- [What you have to do] When a line below contains the word "remove", copy that line.

Dataset entries
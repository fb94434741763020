//! Per-user activity bookkeeping shared by the chat path and the inactivity loop.

use std::collections::{HashMap, HashSet};
use std::sync::Mutex;
use std::time::{Duration, Instant};

#[derive(Default)]
struct ActivityState {
    last_active: HashMap<String, Instant>,
    notified: HashSet<String>,
}

/// Tracks when each user last spoke and who has already been nudged since.
///
/// A user is nudged at most once per silence: `touch` clears the notified flag,
/// `mark_notified` sets it.
#[derive(Default)]
pub struct ActivityTracker {
    inner: Mutex<ActivityState>,
}

impl ActivityTracker {
    pub fn new() -> Self {
        Self::default()
    }

    /// Record inbound activity for `user_id` at `now`.
    pub fn touch(&self, user_id: &str, now: Instant) {
        let mut state = self.lock();
        state.last_active.insert(user_id.to_string(), now);
        state.notified.remove(user_id);
    }

    pub fn mark_notified(&self, user_id: &str) {
        self.lock().notified.insert(user_id.to_string());
    }

    pub fn is_notified(&self, user_id: &str) -> bool {
        self.lock().notified.contains(user_id)
    }

    /// Users silent for longer than `threshold` who have not been nudged yet.
    pub fn idle_since(&self, now: Instant, threshold: Duration) -> Vec<String> {
        let state = self.lock();
        let mut idle: Vec<String> = state
            .last_active
            .iter()
            .filter(|(uid, at)| {
                now.saturating_duration_since(**at) > threshold && !state.notified.contains(*uid)
            })
            .map(|(uid, _)| uid.clone())
            .collect();
        idle.sort();
        idle
    }

    pub fn forget(&self, user_id: &str) {
        let mut state = self.lock();
        state.last_active.remove(user_id);
        state.notified.remove(user_id);
    }

    fn lock(&self) -> std::sync::MutexGuard<'_, ActivityState> {
        self.inner.lock().unwrap_or_else(|e| e.into_inner())
    }
}
//! Lenient timestamp codec for record files.
//!
//! The bot writes naive local ISO-8601 (`2025-03-01T18:22:10.512`). Files
//! touched by the dashboard may carry an RFC 3339 offset or drop the
//! fractional seconds, so reads accept all of those.

use chrono::{DateTime, Local, NaiveDateTime};
use serde::{Deserialize, Deserializer, Serializer};

const WRITE_FORMAT: &str = "%Y-%m-%dT%H:%M:%S%.f";

const READ_FORMATS: [&str; 3] = ["%Y-%m-%dT%H:%M:%S%.f", "%Y-%m-%d %H:%M:%S%.f", "%Y-%m-%dT%H:%M"];

/// Current local wall-clock time without offset, the unit every record timestamp uses.
pub fn now_local() -> NaiveDateTime {
    Local::now().naive_local()
}

pub fn format(ts: &NaiveDateTime) -> String {
    ts.format(WRITE_FORMAT).to_string()
}

pub fn parse(raw: &str) -> Option<NaiveDateTime> {
    let raw = raw.trim();
    for fmt in READ_FORMATS {
        if let Ok(ts) = NaiveDateTime::parse_from_str(raw, fmt) {
            return Some(ts);
        }
    }
    DateTime::parse_from_rfc3339(raw)
        .ok()
        .map(|dt| dt.with_timezone(&Local).naive_local())
}

pub fn serialize<S: Serializer>(ts: &NaiveDateTime, serializer: S) -> Result<S::Ok, S::Error> {
    serializer.serialize_str(&format(ts))
}

/// `null` reads as the current time; the dashboard writes it for a user it
/// has not stamped yet.
pub fn deserialize<'de, D: Deserializer<'de>>(deserializer: D) -> Result<NaiveDateTime, D::Error> {
    match Option::<String>::deserialize(deserializer)? {
        Some(raw) => parse(&raw).ok_or_else(|| serde::de::Error::custom(format!("unrecognized timestamp: {raw}"))),
        None => Ok(now_local()),
    }
}

#[cfg(test)]
mod tests {
    use super::*;
    use chrono::{NaiveDate, Timelike};

    #[test]
    fn test_parse_python_isoformat() {
        let ts = parse("2025-03-01T18:22:10.512345").unwrap();
        assert_eq!(ts.date(), NaiveDate::from_ymd_opt(2025, 3, 1).unwrap());
        assert_eq!(ts.hour(), 18);
    }

    #[test]
    fn test_parse_without_fraction_and_with_space() {
        assert!(parse("2025-03-01T18:22:10").is_some());
        assert!(parse("2025-03-01 18:22:10").is_some());
    }

    #[test]
    fn test_parse_rfc3339() {
        assert!(parse("2025-03-01T18:22:10+02:00").is_some());
        assert!(parse("2025-03-01T18:22:10Z").is_some());
    }

    #[test]
    fn test_parse_garbage() {
        assert!(parse("yesterday").is_none());
        assert!(parse("").is_none());
    }

    #[derive(Debug, serde::Deserialize)]
    struct Stamped {
        #[serde(with = "super")]
        at: NaiveDateTime,
    }

    #[test]
    fn test_null_reads_as_now() {
        let before = now_local();
        let stamped: Stamped = serde_json::from_str(r#"{"at": null}"#).unwrap();
        assert!(stamped.at >= before);
        assert!(serde_json::from_str::<Stamped>(r#"{"at": "soon"}"#).is_err());
    }

    #[test]
    fn test_format_parses_back() {
        let ts = now_local();
        assert_eq!(parse(&format(&ts)), Some(ts));
    }
}
impl ChatEngine {
    pub fn new(
        store: Arc<UserRecordStore>,
        client: Arc<dyn LlmClient>,
        activity: Arc<ActivityTracker>,
        settings: EngineSettings,
    ) -> Self {
        Self {
            store,
            client,
            activity,
            machine: ConversationStateMachine::default(),
            progress: ProgressEngine::default(),
            settings,
            rng: Mutex::new(StdRng::from_entropy()),
            turn_locks: Mutex::new(HashMap::new()),
            pending_resets: Mutex::new(HashMap::new()),
        }
    }

    pub fn with_machine(mut self, machine: ConversationStateMachine) -> Self {
        self.machine = machine;
        self
    }

    pub fn with_progress(mut self, progress: ProgressEngine) -> Self {
        self.progress = progress;
        self
    }

    /// Seed the randomness used for quick replies, recall sampling and XP.
    pub fn with_rng(mut self, rng: StdRng) -> Self {
        self.rng = Mutex::new(rng);
        self
    }

    pub fn store(&self) -> &Arc<UserRecordStore> {
        &self.store
    }

    pub fn activity(&self) -> &Arc<ActivityTracker> {
        &self.activity
    }

    // ------------------------------------------------------------------
    // Direct messages
    // ------------------------------------------------------------------

    /// Process one direct message. Always produces at least one segment.
    #[tracing::instrument(skip(self, text))]
    pub async fn handle_message(&self, user_id: &str, text: &str) -> Reply {
        let lock = self.turn_lock(user_id);
        let _turn = lock.lock().await;
        self.activity.touch(user_id, Instant::now());

        if let Some(reply) = self.answer_pending_reset(user_id, text).await {
            return reply;
        }

        if let Err(e) = self.store.load_one(user_id).await {
            tracing::warn!("Cannot load record for {}: {}", user_id, e);
            return Reply::text(replies::record_unavailable());
        }

        let step = self.locked_rng(|rng| {
            self.store
                .update(user_id, |record| self.machine.advance(record, text, rng))
        });
        let Some(step) = step else {
            return Reply::text(replies::record_unavailable());
        };

        match step {
            Step::Reply(segments) => Reply::segments(segments),
            Step::Advanced(segments) => {
                self.persist(user_id).await;
                Reply::segments(segments)
            }
            Step::Chat(request) => {
                // The user turn is on disk before the model call yields.
                self.persist(user_id).await;
                self.complete_chat(user_id, request).await
            }
        }
    }

    async fn complete_chat(&self, user_id: &str, request: ChatRequest) -> Reply {
        let ChatRequest {
            system,
            messages,
            params,
            language,
        } = request;
        tracing::debug!("Sending {} context turns to {}", messages.len(), self.client.model());

        let timeout = self.settings.backend_timeout;
        let result = match tokio::time::timeout(timeout, self.client.complete(&system, messages, params)).await {
            Ok(result) => result,
            Err(_) => Err(BackendError::Timeout(timeout)),
        };

        let reply = match result {
            Ok(text) => {
                let level = self.locked_rng(|rng| {
                    self.store.update(user_id, |record| {
                        record.conversation_log.push(Turn::assistant(text.clone()));
                        self.progress.on_chat_turn(&mut record.progress, rng)
                    })
                });
                Reply {
                    segments: vec![text],
                    level_up: level.flatten().map(|l| replies::level_up(language, l)),
                }
            }
            Err(e) => {
                tracing::warn!("Model call failed for {}: {}", user_id, e);
                Reply::text(replies::backend_failure(language, &e.user_facing(ERROR_EXCERPT_CHARS)))
            }
        };

        // The user turn was appended either way.
        self.persist(user_id).await;
        reply
    }

    // ------------------------------------------------------------------
    // Account actions
    // ------------------------------------------------------------------

    /// Restart onboarding. Progress, reminders and the log survive; profile
    /// keys owned by the dashboard are carried over.
    #[tracing::instrument(skip(self, code))]
    pub async fn activate(&self, user_id: &str, code: &str) -> Result<Outcome<ActivationOutcome>, StoreError> {
        if code.trim() != self.settings.activation_code {
            tracing::info!("Rejected activation code for {}", user_id);
            return Ok(Outcome::new(
                ActivationOutcome::InvalidCode,
                Reply::text(replies::invalid_code()),
            ));
        }

        let lock = self.turn_lock(user_id);
        let _turn = lock.lock().await;

        match self.store.load_one(user_id).await {
            Ok(_) => {}
            Err(e @ StoreError::Corrupt { .. }) => {
                tracing::warn!("Replacing unreadable record on activation: {}", e);
                self.store.insert(user_id, self.store.fresh_record());
            }
            Err(e) => return Err(e),
        }

        let fresh = self.store.fresh_record().profile;
        self.mutate(user_id, |record, _| {
            let extra = std::mem::take(&mut record.profile.extra);
            record.profile = Profile {
                extra,
                ..fresh
            };
        })?;
        self.lock_resets().remove(user_id);
        self.activity.touch(user_id, Instant::now());
        self.persist(user_id).await;

        tracing::info!("Activated user {}", user_id);
        Ok(Outcome::new(
            ActivationOutcome::Activated,
            Reply::segments(replies::activation_prompt()),
        ))
    }

    #[tracing::instrument(skip(self))]
    pub async fn claim_daily(&self, user_id: &str) -> Result<Outcome<DailyOutcome>, StoreError> {
        let lock = self.turn_lock(user_id);
        let _turn = lock.lock().await;
        self.store.load_one(user_id).await?;

        let now = timefmt::now_local();
        let (outcome, reply) = self.mutate(user_id, |record, rng| {
            let language = record.language();
            if !record.profile.activated {
                return (
                    DailyOutcome::NotActivated,
                    Reply::text(replies::not_activated(language)),
                );
            }
            match self
                .progress
                .claim_daily(&mut record.profile, &mut record.progress, now, rng)
            {
                DailyClaim::Granted(reward) => (
                    DailyOutcome::Granted {
                        xp_gained: reward.total(),
                        streak: reward.streak,
                        level: record.progress.level,
                        xp: record.progress.xp,
                    },
                    Reply {
                        segments: vec![replies::daily_granted(language, &reward, &record.progress)],
                        level_up: reward.level_up.map(|l| replies::level_up(language, l)),
                    },
                ),
                DailyClaim::AlreadyClaimed { remaining } => {
                    let minutes = remaining.num_minutes();
                    (
                        DailyOutcome::AlreadyClaimed {
                            remaining_secs: remaining.num_seconds(),
                        },
                        Reply::text(replies::daily_already_claimed(language, minutes / 60, minutes % 60)),
                    )
                }
            }
        })?;

        if matches!(outcome, DailyOutcome::Granted { .. }) {
            self.persist(user_id).await;
        }
        Ok(Outcome::new(outcome, reply))
    }

    #[tracing::instrument(skip(self, message))]
    pub async fn set_reminder(
        &self,
        user_id: &str,
        time_of_day: &str,
        message: &str,
    ) -> Result<Outcome<ReminderOutcome>, StoreError> {
        let lock = self.turn_lock(user_id);
        let _turn = lock.lock().await;
        self.store.load_one(user_id).await?;

        let parsed = parse_time_of_day(time_of_day);
        let (outcome, reply) = self.mutate(user_id, |record, _| {
            let language = record.language();
            if !record.profile.activated {
                return (
                    ReminderOutcome::NotActivated,
                    Reply::text(replies::not_activated(language)),
                );
            }
            match parsed {
                Ok(time_of_day) => {
                    let reminder = Reminder {
                        id: record.next_reminder_id(),
                        time_of_day,
                        message: message.trim().to_string(),
                        created_at: timefmt::now_local(),
                    };
                    record.reminders.push(reminder.clone());
                    let reply = Reply::text(replies::reminder_added(language, &reminder));
                    (ReminderOutcome::Added { reminder }, reply)
                }
                Err(_) => (
                    ReminderOutcome::InvalidTime,
                    Reply::text(replies::reminder_invalid_time(language)),
                ),
            }
        })?;

        if matches!(outcome, ReminderOutcome::Added { .. }) {
            self.persist(user_id).await;
        }
        Ok(Outcome::new(outcome, reply))
    }

    /// Read-only. A user with no record is `UnknownUser`; no file is created.
    pub async fn list_reminders(&self, user_id: &str) -> Result<Outcome<Vec<Reminder>>, StoreError> {
        let record = self.store.load_existing(user_id).await?;
        let reply = Reply::text(replies::reminder_list(record.language(), &record.reminders));
        Ok(Outcome::new(record.reminders, reply))
    }

    /// `Some(on)` sets the mode, `None` toggles it. Turning it off clears
    /// the conversation log.
    #[tracing::instrument(skip(self))]
    pub async fn set_explicit_mode(
        &self,
        user_id: &str,
        desired: Option<bool>,
    ) -> Result<Outcome<ExplicitOutcome>, StoreError> {
        let lock = self.turn_lock(user_id);
        let _turn = lock.lock().await;
        self.store.load_one(user_id).await?;

        let (outcome, reply) = self.mutate(user_id, |record, _| {
            let language = record.language();
            if !record.profile.activated {
                return (
                    ExplicitOutcome::NotActivated,
                    Reply::text(replies::not_activated(language)),
                );
            }
            if record.profile.age.unwrap_or(0) < MIN_EXPLICIT_AGE {
                return (
                    ExplicitOutcome::Underage,
                    Reply::text(replies::explicit_underage(language)),
                );
            }
            let enabled = desired.unwrap_or(!record.profile.explicit_mode);
            record.profile.explicit_mode = enabled;
            if !enabled {
                record.conversation_log.clear();
            }
            (
                ExplicitOutcome::Updated { enabled },
                Reply::text(replies::explicit_changed(language, enabled)),
            )
        })?;

        if matches!(outcome, ExplicitOutcome::Updated { .. }) {
            self.persist(user_id).await;
        }
        Ok(Outcome::new(outcome, reply))
    }

    /// Arm a reset. The user's next direct message inside the window is the
    /// answer. A user with no record is `UnknownUser`.
    pub async fn request_reset(&self, user_id: &str) -> Result<Outcome<ResetOutcome>, StoreError> {
        let record = self.store.load_existing(user_id).await?;
        let language = record.language();
        if !record.profile.activated {
            return Ok(Outcome::new(
                ResetOutcome::NotActivated,
                Reply::text(replies::not_activated(language)),
            ));
        }

        let window = self.settings.reset_window;
        self.lock_resets()
            .insert(user_id.to_string(), Instant::now() + window);
        Ok(Outcome::new(
            ResetOutcome::AwaitingConfirmation {
                window_secs: window.as_secs(),
            },
            Reply::text(replies::reset_prompt(language, window.as_secs())),
        ))
    }

    /// Consume a pending reset if one is armed and still open.
    async fn answer_pending_reset(&self, user_id: &str, text: &str) -> Option<Reply> {
        let deadline = self.lock_resets().remove(user_id)?;
        if Instant::now() > deadline {
            tracing::debug!("Reset window for {} expired", user_id);
            return None;
        }

        let language = self
            .store
            .get(user_id)
            .map(|r| r.language())
            .unwrap_or(Language::Ar);
        let answer = text.trim().to_lowercase();
        if !RESET_CONFIRMATIONS.contains(&answer.as_str()) {
            return Some(Reply::text(replies::reset_cancelled(language)));
        }

        match self.store.delete(user_id).await {
            Ok(()) => {
                self.activity.forget(user_id);
                tracing::info!("User {} reset their data", user_id);
                Some(Reply::text(replies::reset_done(language)))
            }
            Err(e) => {
                tracing::error!("Reset for {} failed: {}", user_id, e);
                Some(Reply::text(replies::record_unavailable()))
            }
        }
    }

    // ------------------------------------------------------------------
    // Leaderboard
    // ------------------------------------------------------------------

    pub fn leaderboard(&self, page: usize) -> LeaderboardPage {
        progress::leaderboard_page(&self.store.snapshot(), page)
    }

    pub fn rank(&self, user_id: &str) -> Option<LeaderboardEntry> {
        progress::rank_of(&self.store.snapshot(), user_id)
    }

    // ------------------------------------------------------------------
    // Helpers
    // ------------------------------------------------------------------

    fn turn_lock(&self, user_id: &str) -> Arc<tokio::sync::Mutex<()>> {
        self.turn_locks
            .lock()
            .unwrap_or_else(|e| e.into_inner())
            .entry(user_id.to_string())
            .or_default()
            .clone()
    }

    fn lock_resets(&self) -> std::sync::MutexGuard<'_, HashMap<String, Instant>> {
        self.pending_resets.lock().unwrap_or_else(|e| e.into_inner())
    }

    fn locked_rng<T>(&self, f: impl FnOnce(&mut StdRng) -> T) -> T {
        let mut rng = self.rng.lock().unwrap_or_else(|e| e.into_inner());
        f(&mut rng)
    }

    /// Apply `f` to the loaded record under the store lock.
    fn mutate<T>(
        &self,
        user_id: &str,
        f: impl FnOnce(&mut UserRecord, &mut StdRng) -> T,
    ) -> Result<T, StoreError> {
        self.locked_rng(|rng| self.store.update(user_id, |record| f(record, rng)))
            .ok_or_else(|| StoreError::UnknownUser(user_id.to_string()))
    }

    /// Persistence failures never fail the trigger: the in-memory record
    /// stays authoritative until the next successful save.
    async fn persist(&self, user_id: &str) {
        if let Err(e) = self.store.save_one(user_id).await {
            tracing::warn!("Failed to persist record for {}: {}", user_id, e);
        }
    }
}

- [Solution for this task]
        state.notified.remove(user_id);
        state.last_active.remove(user_id);
        state.notified.remove(user_id);
        self.lock_resets().remove(user_id);
        let deadline = self.lock_resets().remove(user_id)?;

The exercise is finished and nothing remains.